By the bioMérieux Connection Editors
Throughout history, infectious diseases have taken an overwhelming toll on the lives of people around the world. However, since the 1920s, infectious disease has not been a leading cause of death in the United States and many other nations as well. This is due to improved sanitation and hygiene, the discovery of antibiotics, and the implementation of childhood immunization programs. Today, 16 diseases are now preventable in the U.S. because of childhood vaccines.
This year, the ongoing COVID-19 pandemic has served as a reminder that our fight with infectious disease is constantly evolving. “From the HIV/AIDS epidemic to outbreaks of Ebola, the landscape of infectious diseases requires continued effort and preparation to overcome new obstacles and pathogens that can arise at any time,” states the 2020 Medicines in Development Report for Infectious Disease by the American’s Biopharmaceutical Companies organization.
As infectious diseases evolve, the medical community has been working to meet the challenge by updating and improving the tools we use to combat infections. Right now, biopharmaceutical research companies have 421 medicines and vaccines in development to treat or prevent fungal, bacterial, and viral infections.
Below we’ve summarized some of the top medicines and vaccines that are in the pipeline for the treatment and prevention of infectious disease.
Treatment for drug-susceptible tuberculosis (TB)
For many decades, little progress was made in researching and developing ways to improve TB treatment. However, in recent years, due to funding and market incentives, clinical research and treatment development has been initiated. Many clinical trials are in progress to find more effective treatments for both multi-drug resistant TB and drug-susceptible TB. A clinical review article published in March in the BMJ discusses and compares ongoing clinical trials for drugs aiming to treat TB.
One of the new promising anti-TB candidates in development is an antibacterial that will serve as an oral treatment for drug-susceptible TB. “It acts by suppressing protein synthesis in TB by selectively inhibiting the enzyme Leucyl t-ribose nucleic acid (RNA) synthetase. By inhibiting the protein synthesis, the medicine prevents the formation of the MTB cell walls,” states the 2020 Medicines in Development Report for Infectious Disease.
Broad-spectrum antiviral medicine to aid treatment of COVID-19
Remdesivir, a broad-spectrum antiviral medicine, has been shown to be viable treatment for COVID-19 infection. Early clinical trial results were mixed, with some showing that the drug provided no benefit. However, one study demonstrated that patients in a 5-day remdesivir treatment group were more likely to show improvement than those not given the medicine. Now, final reports from clinical trials, published in October and November, have confirmed the benefits remdesivir can have on COVID-19 patients.
“Coronaviruses have genomes made up of ribonucleic acid (RNA). Remdesivir interferes with one of the key enzymes the virus needs to replicate RNA. This prevents the virus from multiplying,” states a final report of clinical trial results published by the National Institutes of Health.
A vaccine to prevent COVID-19
In early December, the FDA granted emergency use authorization (EUA) for the COVID-19 vaccine created by Pfizer and BioNTech. A second vaccine, created by Moderna and the National Institutes of Health (NIH), received EUA on December 18th. Because of global cooperation and investment of scientific and financial resources, as well as a strong body of existing research and technology, the vaccine development process was substantially expedited, compressing a timeline that can sometimes last a decade into less than a year.

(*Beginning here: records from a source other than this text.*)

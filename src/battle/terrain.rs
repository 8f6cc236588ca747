//! Zone terrain kinds and their movement effects

use std::fmt;
use std::str::FromStr;

use serde::{Deserialize, Serialize};

use crate::battle::constants::{BASE_MOVE_COST, FOREST_MOVE_COST, HIGH_GROUND_MOVE_COST};

/// Terrain of a single zone
#[derive(Debug, Clone, Copy, PartialEq, Eq, Hash, Serialize, Deserialize, Default)]
#[serde(rename_all = "camelCase")]
pub enum ZoneType {
    #[default]
    Normal,
    Water,
    Forest,
    HighGround,
}

impl ZoneType {
    /// Cost to enter a zone of this terrain
    pub fn movement_cost(&self, can_fly: bool) -> f64 {
        if can_fly {
            return BASE_MOVE_COST;
        }
        match self {
            ZoneType::Normal | ZoneType::Water => BASE_MOVE_COST,
            ZoneType::Forest => FOREST_MOVE_COST,
            ZoneType::HighGround => HIGH_GROUND_MOVE_COST,
        }
    }

    /// Ground units cannot enter water
    pub fn is_passable(&self, can_fly: bool) -> bool {
        can_fly || !matches!(self, ZoneType::Water)
    }
}

impl fmt::Display for ZoneType {
    fn fmt(&self, f: &mut fmt::Formatter<'_>) -> fmt::Result {
        let name = match self {
            ZoneType::Normal => "normal",
            ZoneType::Water => "water",
            ZoneType::Forest => "forest",
            ZoneType::HighGround => "highGround",
        };
        f.write_str(name)
    }
}

impl FromStr for ZoneType {
    type Err = String;

    fn from_str(s: &str) -> Result<Self, Self::Err> {
        match s.to_ascii_lowercase().replace(['_', '-'], "").as_str() {
            "normal" => Ok(ZoneType::Normal),
            "water" => Ok(ZoneType::Water),
            "forest" => Ok(ZoneType::Forest),
            "highground" => Ok(ZoneType::HighGround),
            other => Err(format!("Unknown zone type: {}", other)),
        }
    }
}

According to a Medical News Today article, genomic sequencing played a major role by allowing researchers to discover the viral sequence of the SARS-CoV-2 virus about 10 days after serious COVID-19 cases were reported. Researchers then quickly assembled to share their data with other scientists, and worldwide cooperation allowed the process of vaccine research and clinical trials to be fast-tracked. In the U.S., Operation Warp Speed partnered with multiple institutions, such as the National Institutes of Health (NIH) and the Centers for Disease Control and Prevention (CDC), to develop, manufacture, and distribute 300 million vaccine doses throughout 2021.
Several countries have begun administering the Pfizer and BioNTech vaccine, including Canada, the United Kingdom, and the United States. The distribution of the vaccine has sparked positive outlooks for 2021, with hopes that enough people will be immunized to bring the COVID-19 pandemic to an end.
Opinions expressed in this article are not necessarily those of bioMérieux, Inc.